Landscape near Paris, signed (?) at lower right Michel, oil on canvas, 26 x 40 cm, framed, (Wo)
Provenance: West German private collection
In his beginnings, Georges Michel used to paint landscapes complying with the taste of the 18th century. Quite soon, however, he got to consider them as "artificial, useless and insignificant". Hence, he drew his inspirations exclusively from the major Dutch landscape artists of the 17th century, his great model being Jacob van Ruisdael. He found his motifs in the surroundings of Paris, especially on Monmartre, which still resembled a rural area in those days, and was referred to as "Ruisdael of Montmartre". The present painting also reveals an influence of Hercules Seghers, an important Dutch landscape painter whose impressionistic treatment of light had already influenced Rembrandt and Philips Koninck. Unlike his predecessors Michel was one of the first plein-air painters. He is considered not only a forerunner of the School of Barbizon, but also of modern landscape painting in general. Only few of his paintings were sold, and he died in poverty.

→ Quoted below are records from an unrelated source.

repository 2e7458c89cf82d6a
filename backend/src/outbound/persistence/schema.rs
//! Diesel table definitions for the PostgreSQL schema.
//!
//! Keep in step with the `movies` table:
//!
//! ```sql
//! CREATE TABLE movies (
//!     id BIGSERIAL PRIMARY KEY,
//!     created_at TIMESTAMPTZ NOT NULL DEFAULT NOW(),
//!     title TEXT NOT NULL,
//!     year INTEGER NOT NULL,
//!     runtime_minutes INTEGER NOT NULL,
//!     genres TEXT[] NOT NULL,
//!     version INTEGER NOT NULL DEFAULT 1
//! );
//! ```

diesel::table! {
    /// Movie catalogue.
    movies (id) {
        /// Primary key assigned by the sequence.
        id -> Int8,
        /// Insertion timestamp; never returned to clients.
        created_at -> Timestamptz,
        title -> Text,
        year -> Int4,
        runtime_minutes -> Int4,
        /// Ordered list of distinct genre names.
        genres -> Array<Text>,
        /// Starts at 1 and grows by one per update.
        version -> Int4,
    }
}
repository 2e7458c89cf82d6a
//! Inbound adapters that translate external requests into domain service
//! calls while keeping framework details at the edge.

pub mod http;
//! OpenAPI documentation configuration.
//!
//! [`ApiDoc`] registers the four movie endpoints, the movie and error schema
//! wrappers, and the request and response envelopes. The document is served
//! by Swagger UI in debug builds and printed by `cargo run --bin openapi-dump`.

use crate::inbound::http::movies::{
    CreateMovieRequestBody, MovieListResponseBody, MovieResponseBody, UpdateMovieRequestBody,
};
use crate::inbound::http::schemas::{ErrorSchema, MovieSchema};
use utoipa::OpenApi;

/// OpenAPI document for the movie API.
#[derive(OpenApi)]
#[openapi(
    info(
        title = "Movies API",
        description = "Create, list, fetch and partially update movies."
    ),
    servers(
        (url = "/", description = "Relative to the deployment base URL")
    ),
    paths(
        crate::inbound::http::movies::list_movies,
        crate::inbound::http::movies::create_movie,
        crate::inbound::http::movies::get_movie,
        crate::inbound::http::movies::update_movie,
    ),
    components(schemas(
        MovieSchema,
        ErrorSchema,
        CreateMovieRequestBody,
        UpdateMovieRequestBody,
        MovieResponseBody,
        MovieListResponseBody
    )),
    tags(
        (name = "movies", description = "Movie catalogue operations")
    )
)]
pub struct ApiDoc;
//! Request middleware.
//!
//! The pipeline, from outermost to innermost, is [`Recovery`], [`Trace`],
//! [`ResponseLog`] and [`SecureHeaders`]. Actix applies `wrap` calls in
//! reverse, so register them innermost first:
//!
//! ```
//! use actix_web::App;
//! use movies::middleware::{Recovery, ResponseLog, SecureHeaders, Trace};
//!
//! let _app = App::new()
//!     .wrap(SecureHeaders::hardened())
//!     .wrap(ResponseLog)
//!     .wrap(Trace::new(tracing::Span::none()))
//!     .wrap(Recovery);
//! ```

pub mod recovery;
pub mod response_log;
pub mod secure_headers;
pub mod trace;

pub use recovery::Recovery;
pub use response_log::ResponseLog;
pub use secure_headers::{HeaderPolicy, InvalidOrigin, SecureHeaders};
pub use trace::Trace;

Certificate: Willem van de Watering, 27 July 2004, as autograph and characteristic work by Michel. According to Watering, Michel rarely signed his works. The signature in the present work resembles that on the reverse of a painting representing the mills of Orgemont, mentioned and reproduced in: Yane Fromrich, “Georges Michel: sa vraie place”, Connaissance des arts, no. 186 (1967), p. 56. The artist was duly recognised only after his death, when he was highly appreciated by the painters of Barbizon. In the course of the 19th century his works became extremely popular, in particular in the United States. Also the Netherlandish marine painter and wealthy banker Hendrik Willem Mesdag (1831 - 1915) acquired no less than four of Michel's paintings for his renowned collection (now in the Mesdag Museum in The Hague).